- _What to produce_: Report every line of the entries that contains the word "Ordering".

Data extracted from a collection:
■ ■ ■ ■ ■ ■ ■

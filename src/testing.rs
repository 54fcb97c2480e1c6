//! Testing utilities and helpers
//!
//! Assertion macros for [`PredicateResult`] values and a scripted
//! [`StubPredicate`] for exercising combinators, plus property-based testing
//! support behind the `proptest` feature.
//!
//! # Examples
//!
//! ```rust
//! use satisfy::testing::StubPredicate;
//! use satisfy::predicate::{all_of, Predicate};
//! use satisfy::{assert_does_not_match, Expression, PredicateStatus};
//!
//! let passing = StubPredicate::new(PredicateStatus::Matches, "be ready");
//! let failing = StubPredicate::new(PredicateStatus::DoesNotMatch, "be warm");
//!
//! let result = all_of([passing.clone(), failing]).satisfies(&Expression::value(1)).unwrap();
//! assert_does_not_match!(result);
//! assert_eq!(passing.calls(), 1);
//! ```

use std::sync::atomic::{AtomicUsize, Ordering};
use std::sync::Arc;

use crate::predicate::combinators::impl_compose_operators;
use crate::predicate::Predicate;
use crate::{EvaluationError, ExpectationMessage, Expression, PredicateResult, PredicateStatus};

#[derive(Debug, Clone)]
enum Script {
    Answer(PredicateStatus),
    Raise(String),
}

/// A predicate that returns a fixed outcome and counts its invocations.
///
/// Clones share the counter, so a clone can be handed to a combinator while
/// the original is kept for assertions. The subject is never evaluated.
#[derive(Debug, Clone)]
pub struct StubPredicate {
    script: Script,
    phrase: String,
    calls: Arc<AtomicUsize>,
}

impl StubPredicate {
    /// Always answer `status`, described by `phrase`.
    pub fn new(status: PredicateStatus, phrase: impl Into<String>) -> Self {
        StubPredicate {
            script: Script::Answer(status),
            phrase: phrase.into(),
            calls: Arc::new(AtomicUsize::new(0)),
        }
    }

    /// Always raise a propagated failure with `message`.
    pub fn erroring(message: impl Into<String>) -> Self {
        StubPredicate {
            script: Script::Raise(message.into()),
            phrase: String::from("raise"),
            calls: Arc::new(AtomicUsize::new(0)),
        }
    }

    /// Number of times this stub (or a clone) was evaluated.
    pub fn calls(&self) -> usize {
        self.calls.load(Ordering::SeqCst)
    }
}

impl<T> Predicate<T> for StubPredicate {
    fn satisfies(&self, _actual: &Expression<'_, T>) -> Result<PredicateResult, EvaluationError> {
        self.calls.fetch_add(1, Ordering::SeqCst);
        match &self.script {
            Script::Answer(status) => Ok(PredicateResult::new(
                *status,
                ExpectationMessage::expected_actual_value_to(self.phrase.clone()),
            )),
            Script::Raise(message) => Err(EvaluationError::new(message.clone())),
        }
    }
}

impl_compose_operators!([] StubPredicate);

/// Assert that a predicate result matched.
///
/// # Example
///
/// ```rust
/// use satisfy::{assert_matches, ExpectationMessage, PredicateResult};
///
/// let result = PredicateResult::from_bool(true, ExpectationMessage::expected_to("be set"));
/// assert_matches!(result);
/// ```
#[macro_export]
macro_rules! assert_matches {
    ($result:expr) => {
        match $result {
            result => {
                if result.status() != $crate::PredicateStatus::Matches {
                    panic!(
                        "Expected matches, got {}: {}",
                        result.status(),
                        result.message()
                    );
                }
            }
        }
    };
}

/// Assert that a predicate result evaluated cleanly and did not match.
#[macro_export]
macro_rules! assert_does_not_match {
    ($result:expr) => {
        match $result {
            result => {
                if result.status() != $crate::PredicateStatus::DoesNotMatch {
                    panic!(
                        "Expected doesNotMatch, got {}: {}",
                        result.status(),
                        result.message()
                    );
                }
            }
        }
    };
}

/// Assert that a predicate result failed, optionally with a given phrase.
///
/// # Example
///
/// ```rust
/// use satisfy::{assert_fails, ExpectationMessage, PredicateResult, PredicateStatus};
///
/// let result = PredicateResult::new(PredicateStatus::Fail, ExpectationMessage::fail("no subject"));
/// assert_fails!(result, "no subject");
/// ```
#[macro_export]
macro_rules! assert_fails {
    ($result:expr) => {
        match $result {
            result => {
                if result.status() != $crate::PredicateStatus::Fail {
                    panic!(
                        "Expected fail, got {}: {}",
                        result.status(),
                        result.message()
                    );
                }
            }
        }
    };
    ($result:expr, $phrase:expr) => {
        match $result {
            result => {
                $crate::assert_fails!(&result);
                assert_eq!(result.message().expected_message(), $phrase);
            }
        }
    };
}

#[cfg(feature = "proptest")]
use proptest::prelude::*;

#[cfg(feature = "proptest")]
impl Arbitrary for PredicateStatus {
    type Parameters = ();
    type Strategy = BoxedStrategy<Self>;

    fn arbitrary_with(_args: Self::Parameters) -> Self::Strategy {
        prop_oneof![
            Just(PredicateStatus::Matches),
            Just(PredicateStatus::DoesNotMatch),
            Just(PredicateStatus::Fail),
        ]
        .boxed()
    }
}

■ ■ ■ ■ ■ ■ ■

- _Exercise answer_:
use std::sync::atomic::{AtomicUsize, Ordering};
        self.calls.load(Ordering::SeqCst)
        self.calls.fetch_add(1, Ordering::SeqCst);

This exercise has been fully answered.